-- DATA SHOWN follows --

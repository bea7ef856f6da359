//! Handler types, dependencies, and event extraction helpers

use std::sync::Arc;

use teloxide::prelude::*;
use teloxide::types::Message;

use crate::storage::db::{self, DbPool};
use crate::storage::get_connection;
use crate::upload::{PhotoReceived, Relay, SelectionMade, UploadFlow};

/// Error type for handlers
pub type HandlerError = Box<dyn std::error::Error + Send + Sync + 'static>;

/// Dependencies required by handlers
#[derive(Clone)]
pub struct HandlerDeps {
    pub db_pool: Arc<DbPool>,
    pub flow: Arc<UploadFlow>,
    pub relay: Arc<dyn Relay>,
    /// Owner user id, 0 when unset
    pub owner_id: i64,
}

impl HandlerDeps {
    pub fn new(db_pool: Arc<DbPool>, flow: Arc<UploadFlow>, relay: Arc<dyn Relay>, owner_id: i64) -> Self {
        Self {
            db_pool,
            flow,
            relay,
            owner_id,
        }
    }
}

/// Sender id as stored in the database, 0 for anonymous senders
pub fn sender_id(msg: &Message) -> i64 {
    msg.from.as_ref().and_then(|u| i64::try_from(u.id.0).ok()).unwrap_or(0)
}

pub fn is_group_chat(msg: &Message) -> bool {
    msg.chat.is_group() || msg.chat.is_supergroup()
}

/// Largest size of the photo attached to `msg`
pub fn largest_photo_id(msg: &Message) -> Option<String> {
    msg.photo()
        .and_then(|sizes| sizes.iter().max_by_key(|size| size.width * size.height))
        .map(|size| size.file.id.0.clone())
}

pub fn photo_event(msg: &Message) -> Option<PhotoReceived> {
    let user = msg.from.as_ref()?;
    Some(PhotoReceived {
        chat: msg.chat.id,
        user: user.id,
        file_id: largest_photo_id(msg)?,
    })
}

/// `None` when the menu message is gone or the query carries no data
pub fn selection_event(q: &CallbackQuery) -> Option<SelectionMade> {
    let message = q.message.as_ref()?;
    Some(SelectionMade {
        chat: message.chat().id,
        user: q.from.id,
        message: message.id(),
        query_id: q.id.0.clone(),
        data: q.data.clone()?,
    })
}

/// Result of ensure_user_exists operation
#[derive(Debug, PartialEq, Eq)]
pub enum UserCreationResult {
    /// User already existed
    Existed,
    /// User was newly created
    Created,
    /// Database unavailable
    DbError,
}

/// Registers the sender of a `/start`
pub fn ensure_user_exists(db_pool: &DbPool, telegram_id: i64, username: Option<&str>) -> UserCreationResult {
    let conn = match get_connection(db_pool) {
        Ok(c) => c,
        Err(e) => {
            log::error!("Failed to get DB connection: {}", e);
            return UserCreationResult::DbError;
        }
    };

    match db::add_user(&conn, telegram_id, username) {
        Ok(true) => {
            log::info!("👤 New user registered: {}", telegram_id);
            UserCreationResult::Created
        }
        Ok(false) => UserCreationResult::Existed,
        Err(e) => {
            log::error!("Failed to register user {}: {}", telegram_id, e);
            UserCreationResult::DbError
        }
    }
}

-- DATA SHOWN concluded --

## EXERCISE GOAL
Word for word, write out all of the data above.

## EXERCISE SOLUTION
repository bea7ef856f6da359
//! Handler types, dependencies, and event extraction helpers

use std::sync::Arc;

use teloxide::prelude::*;
use teloxide::types::Message;

use crate::storage::db::{self, DbPool};
use crate::storage::get_connection;
use crate::upload::{PhotoReceived, Relay, SelectionMade, UploadFlow};

/// Error type for handlers
pub type HandlerError = Box<dyn std::error::Error + Send + Sync + 'static>;

/// Dependencies required by handlers
#[derive(Clone)]
pub struct HandlerDeps {
    pub db_pool: Arc<DbPool>,
    pub flow: Arc<UploadFlow>,
    pub relay: Arc<dyn Relay>,
    /// Owner user id, 0 when unset
    pub owner_id: i64,
}

impl HandlerDeps {
    pub fn new(db_pool: Arc<DbPool>, flow: Arc<UploadFlow>, relay: Arc<dyn Relay>, owner_id: i64) -> Self {
        Self {
            db_pool,
            flow,
            relay,
            owner_id,
        }
    }
}

/// Sender id as stored in the database, 0 for anonymous senders
pub fn sender_id(msg: &Message) -> i64 {
    msg.from.as_ref().and_then(|u| i64::try_from(u.id.0).ok()).unwrap_or(0)
}

pub fn is_group_chat(msg: &Message) -> bool {
    msg.chat.is_group() || msg.chat.is_supergroup()
}

/// Largest size of the photo attached to `msg`
pub fn largest_photo_id(msg: &Message) -> Option<String> {
    msg.photo()
        .and_then(|sizes| sizes.iter().max_by_key(|size| size.width * size.height))
        .map(|size| size.file.id.0.clone())
}

pub fn photo_event(msg: &Message) -> Option<PhotoReceived> {
    let user = msg.from.as_ref()?;
    Some(PhotoReceived {
        chat: msg.chat.id,
        user: user.id,
        file_id: largest_photo_id(msg)?,
    })
}

/// `None` when the menu message is gone or the query carries no data
pub fn selection_event(q: &CallbackQuery) -> Option<SelectionMade> {
    let message = q.message.as_ref()?;
    Some(SelectionMade {
        chat: message.chat().id,
        user: q.from.id,
        message: message.id(),
        query_id: q.id.0.clone(),
        data: q.data.clone()?,
    })
}

/// Result of ensure_user_exists operation
#[derive(Debug, PartialEq, Eq)]
pub enum UserCreationResult {
    /// User already existed
    Existed,
    /// User was newly created
    Created,
    /// Database unavailable
    DbError,
}

/// Registers the sender of a `/start`
pub fn ensure_user_exists(db_pool: &DbPool, telegram_id: i64, username: Option<&str>) -> UserCreationResult {
    let conn = match get_connection(db_pool) {
        Ok(c) => c,
        Err(e) => {
            log::error!("Failed to get DB connection: {}", e);
            return UserCreationResult::DbError;
        }
    };

    match db::add_user(&conn, telegram_id, username) {
        Ok(true) => {
            log::info!("👤 New user registered: {}", telegram_id);
            UserCreationResult::Created
        }
        Ok(false) => UserCreationResult::Existed,
        Err(e) => {
            log::error!("Failed to register user {}: {}", telegram_id, e);
            UserCreationResult::DbError
        }
    }
}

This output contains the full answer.